§ Available records:
■ ■ ■ ■
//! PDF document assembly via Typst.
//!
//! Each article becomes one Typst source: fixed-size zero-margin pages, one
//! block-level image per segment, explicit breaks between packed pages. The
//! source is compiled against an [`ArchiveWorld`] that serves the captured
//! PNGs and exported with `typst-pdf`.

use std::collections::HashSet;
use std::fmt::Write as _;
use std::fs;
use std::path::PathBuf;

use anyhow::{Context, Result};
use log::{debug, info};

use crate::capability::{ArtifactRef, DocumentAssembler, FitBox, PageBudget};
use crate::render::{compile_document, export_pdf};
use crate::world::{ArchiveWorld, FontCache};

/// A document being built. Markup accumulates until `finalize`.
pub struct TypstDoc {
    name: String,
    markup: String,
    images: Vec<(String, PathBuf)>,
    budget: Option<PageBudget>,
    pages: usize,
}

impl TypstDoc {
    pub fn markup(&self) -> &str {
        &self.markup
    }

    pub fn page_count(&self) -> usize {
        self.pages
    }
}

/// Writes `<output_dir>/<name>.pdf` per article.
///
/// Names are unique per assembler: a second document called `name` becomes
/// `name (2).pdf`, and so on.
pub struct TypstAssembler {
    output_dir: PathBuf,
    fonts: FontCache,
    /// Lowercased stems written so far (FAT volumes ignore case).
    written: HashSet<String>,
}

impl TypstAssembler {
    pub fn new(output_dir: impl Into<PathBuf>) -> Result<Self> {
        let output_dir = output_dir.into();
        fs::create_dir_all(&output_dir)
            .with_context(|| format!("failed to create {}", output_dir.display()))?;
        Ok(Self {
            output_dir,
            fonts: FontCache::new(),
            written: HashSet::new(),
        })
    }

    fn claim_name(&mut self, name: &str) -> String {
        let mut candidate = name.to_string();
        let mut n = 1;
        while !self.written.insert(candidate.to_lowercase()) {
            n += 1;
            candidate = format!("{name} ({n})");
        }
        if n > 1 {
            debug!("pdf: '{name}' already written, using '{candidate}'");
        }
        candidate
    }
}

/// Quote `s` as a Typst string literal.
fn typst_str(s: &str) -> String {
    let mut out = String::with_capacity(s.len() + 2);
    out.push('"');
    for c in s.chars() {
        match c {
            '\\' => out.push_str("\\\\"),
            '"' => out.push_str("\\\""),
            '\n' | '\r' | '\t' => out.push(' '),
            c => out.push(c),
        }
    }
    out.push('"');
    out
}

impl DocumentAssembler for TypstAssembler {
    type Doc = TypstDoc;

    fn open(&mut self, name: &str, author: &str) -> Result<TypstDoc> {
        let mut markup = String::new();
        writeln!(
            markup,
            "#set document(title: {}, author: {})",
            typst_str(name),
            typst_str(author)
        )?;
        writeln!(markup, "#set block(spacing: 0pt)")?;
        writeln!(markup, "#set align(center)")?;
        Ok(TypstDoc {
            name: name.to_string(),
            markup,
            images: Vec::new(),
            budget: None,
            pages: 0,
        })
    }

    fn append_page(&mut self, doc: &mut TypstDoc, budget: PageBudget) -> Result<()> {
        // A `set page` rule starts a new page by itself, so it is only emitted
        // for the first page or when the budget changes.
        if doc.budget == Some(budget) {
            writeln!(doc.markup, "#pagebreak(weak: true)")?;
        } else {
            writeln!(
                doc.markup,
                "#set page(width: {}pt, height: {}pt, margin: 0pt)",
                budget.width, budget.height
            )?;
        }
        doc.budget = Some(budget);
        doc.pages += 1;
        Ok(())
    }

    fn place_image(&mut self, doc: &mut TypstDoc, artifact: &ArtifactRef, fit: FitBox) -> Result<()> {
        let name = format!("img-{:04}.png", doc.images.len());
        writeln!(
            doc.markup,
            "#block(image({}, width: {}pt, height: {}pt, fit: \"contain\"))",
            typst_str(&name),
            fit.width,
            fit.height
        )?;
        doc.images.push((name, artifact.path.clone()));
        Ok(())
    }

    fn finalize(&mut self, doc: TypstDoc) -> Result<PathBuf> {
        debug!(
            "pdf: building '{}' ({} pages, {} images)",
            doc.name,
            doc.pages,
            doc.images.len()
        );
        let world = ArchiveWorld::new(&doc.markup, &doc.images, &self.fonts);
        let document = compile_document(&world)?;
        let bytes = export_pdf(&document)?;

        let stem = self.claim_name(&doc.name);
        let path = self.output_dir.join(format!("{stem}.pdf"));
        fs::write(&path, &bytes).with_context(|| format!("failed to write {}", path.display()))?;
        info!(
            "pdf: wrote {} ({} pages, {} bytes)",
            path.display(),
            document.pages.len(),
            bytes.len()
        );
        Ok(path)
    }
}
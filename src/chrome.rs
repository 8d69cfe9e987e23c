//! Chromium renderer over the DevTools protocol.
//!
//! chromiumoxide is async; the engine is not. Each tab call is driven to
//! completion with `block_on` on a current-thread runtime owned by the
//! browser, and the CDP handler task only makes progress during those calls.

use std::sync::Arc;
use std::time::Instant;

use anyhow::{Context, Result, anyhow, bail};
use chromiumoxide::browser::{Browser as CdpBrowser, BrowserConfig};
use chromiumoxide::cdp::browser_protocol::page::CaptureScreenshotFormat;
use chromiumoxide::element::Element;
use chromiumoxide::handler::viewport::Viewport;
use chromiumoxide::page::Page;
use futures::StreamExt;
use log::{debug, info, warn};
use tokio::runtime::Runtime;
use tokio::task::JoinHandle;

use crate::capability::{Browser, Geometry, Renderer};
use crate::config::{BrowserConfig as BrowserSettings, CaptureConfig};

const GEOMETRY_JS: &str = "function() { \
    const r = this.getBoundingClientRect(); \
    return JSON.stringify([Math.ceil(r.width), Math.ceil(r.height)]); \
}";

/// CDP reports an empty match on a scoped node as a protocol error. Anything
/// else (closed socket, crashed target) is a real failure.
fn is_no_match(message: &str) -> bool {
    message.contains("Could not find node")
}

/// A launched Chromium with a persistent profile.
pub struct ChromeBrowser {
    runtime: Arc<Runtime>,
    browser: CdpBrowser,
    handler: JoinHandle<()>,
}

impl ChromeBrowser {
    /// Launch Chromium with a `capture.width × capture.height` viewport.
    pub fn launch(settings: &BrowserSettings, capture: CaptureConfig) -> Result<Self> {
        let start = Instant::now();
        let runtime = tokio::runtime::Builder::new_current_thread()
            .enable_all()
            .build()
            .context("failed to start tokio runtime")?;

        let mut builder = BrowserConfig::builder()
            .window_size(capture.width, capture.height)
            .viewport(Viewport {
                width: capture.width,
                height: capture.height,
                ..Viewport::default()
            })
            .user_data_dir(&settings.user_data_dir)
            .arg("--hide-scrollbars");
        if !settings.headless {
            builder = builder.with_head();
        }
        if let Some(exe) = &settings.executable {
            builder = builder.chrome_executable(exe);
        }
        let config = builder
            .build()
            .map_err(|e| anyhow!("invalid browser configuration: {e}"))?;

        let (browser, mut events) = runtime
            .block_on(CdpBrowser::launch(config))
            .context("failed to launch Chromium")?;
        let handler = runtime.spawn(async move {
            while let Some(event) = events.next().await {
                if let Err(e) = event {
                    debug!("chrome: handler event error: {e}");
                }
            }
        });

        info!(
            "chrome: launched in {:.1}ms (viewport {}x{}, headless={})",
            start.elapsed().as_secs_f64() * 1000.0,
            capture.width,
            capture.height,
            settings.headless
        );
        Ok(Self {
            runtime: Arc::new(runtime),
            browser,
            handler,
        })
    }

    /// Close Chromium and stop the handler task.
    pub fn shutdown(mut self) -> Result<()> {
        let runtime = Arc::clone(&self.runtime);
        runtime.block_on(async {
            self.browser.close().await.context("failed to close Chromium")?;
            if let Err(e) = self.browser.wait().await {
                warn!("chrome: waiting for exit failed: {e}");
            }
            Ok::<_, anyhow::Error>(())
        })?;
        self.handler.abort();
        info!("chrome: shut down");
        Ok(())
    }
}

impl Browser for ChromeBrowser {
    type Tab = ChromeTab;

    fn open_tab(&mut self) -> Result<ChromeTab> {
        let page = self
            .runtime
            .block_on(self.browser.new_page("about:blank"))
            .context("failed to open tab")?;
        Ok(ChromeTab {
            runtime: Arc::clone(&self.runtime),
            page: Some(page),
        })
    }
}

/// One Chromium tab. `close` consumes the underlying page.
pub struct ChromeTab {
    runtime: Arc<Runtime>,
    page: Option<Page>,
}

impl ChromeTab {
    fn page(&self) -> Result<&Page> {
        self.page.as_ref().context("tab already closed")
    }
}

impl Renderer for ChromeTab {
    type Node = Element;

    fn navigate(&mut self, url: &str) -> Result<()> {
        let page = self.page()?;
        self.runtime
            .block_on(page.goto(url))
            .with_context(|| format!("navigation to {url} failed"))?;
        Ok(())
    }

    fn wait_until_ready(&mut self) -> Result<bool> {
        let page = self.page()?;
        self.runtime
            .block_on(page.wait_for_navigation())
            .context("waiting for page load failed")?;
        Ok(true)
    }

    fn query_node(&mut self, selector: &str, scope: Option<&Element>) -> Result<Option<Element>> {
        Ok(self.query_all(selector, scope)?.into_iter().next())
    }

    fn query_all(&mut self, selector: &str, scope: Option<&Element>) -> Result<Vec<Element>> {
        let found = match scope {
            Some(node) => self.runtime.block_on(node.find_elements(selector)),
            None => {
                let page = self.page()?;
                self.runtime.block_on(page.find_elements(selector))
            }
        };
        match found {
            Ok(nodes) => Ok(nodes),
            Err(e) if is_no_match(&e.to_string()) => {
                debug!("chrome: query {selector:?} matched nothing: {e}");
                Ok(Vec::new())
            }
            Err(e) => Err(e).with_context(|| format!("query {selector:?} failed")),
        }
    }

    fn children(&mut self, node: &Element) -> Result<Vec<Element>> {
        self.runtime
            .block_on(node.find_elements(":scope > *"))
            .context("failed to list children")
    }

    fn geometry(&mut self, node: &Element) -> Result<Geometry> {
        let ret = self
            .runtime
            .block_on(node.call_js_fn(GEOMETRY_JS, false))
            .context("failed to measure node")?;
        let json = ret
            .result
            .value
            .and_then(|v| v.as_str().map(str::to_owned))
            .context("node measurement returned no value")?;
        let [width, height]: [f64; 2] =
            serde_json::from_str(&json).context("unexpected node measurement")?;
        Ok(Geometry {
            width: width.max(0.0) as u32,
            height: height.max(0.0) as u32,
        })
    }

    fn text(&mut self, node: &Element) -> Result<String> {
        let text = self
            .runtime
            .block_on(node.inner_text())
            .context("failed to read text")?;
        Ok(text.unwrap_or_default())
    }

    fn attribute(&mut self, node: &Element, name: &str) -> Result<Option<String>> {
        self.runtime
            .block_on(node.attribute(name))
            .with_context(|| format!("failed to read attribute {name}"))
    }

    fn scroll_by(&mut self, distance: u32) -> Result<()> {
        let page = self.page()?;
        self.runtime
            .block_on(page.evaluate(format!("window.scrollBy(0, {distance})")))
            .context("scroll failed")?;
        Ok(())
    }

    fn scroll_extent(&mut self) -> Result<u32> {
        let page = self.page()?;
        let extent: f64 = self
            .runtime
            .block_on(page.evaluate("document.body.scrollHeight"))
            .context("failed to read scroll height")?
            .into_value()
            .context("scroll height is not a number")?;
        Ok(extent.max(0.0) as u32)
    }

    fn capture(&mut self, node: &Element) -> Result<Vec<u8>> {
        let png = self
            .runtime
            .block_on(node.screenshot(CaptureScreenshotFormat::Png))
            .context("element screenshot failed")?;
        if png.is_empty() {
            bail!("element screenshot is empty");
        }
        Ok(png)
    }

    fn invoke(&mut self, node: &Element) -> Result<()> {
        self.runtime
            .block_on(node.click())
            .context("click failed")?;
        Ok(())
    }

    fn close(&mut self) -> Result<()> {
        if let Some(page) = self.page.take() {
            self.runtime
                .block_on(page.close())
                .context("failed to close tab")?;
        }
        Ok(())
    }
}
■ ■ ■ ■
§ Problem to work on: Among the entries, copy every line containing the word "waiting".

§ Solution to this exercise:
                warn!("chrome: waiting for exit failed: {e}");
            .context("waiting for page load failed")?;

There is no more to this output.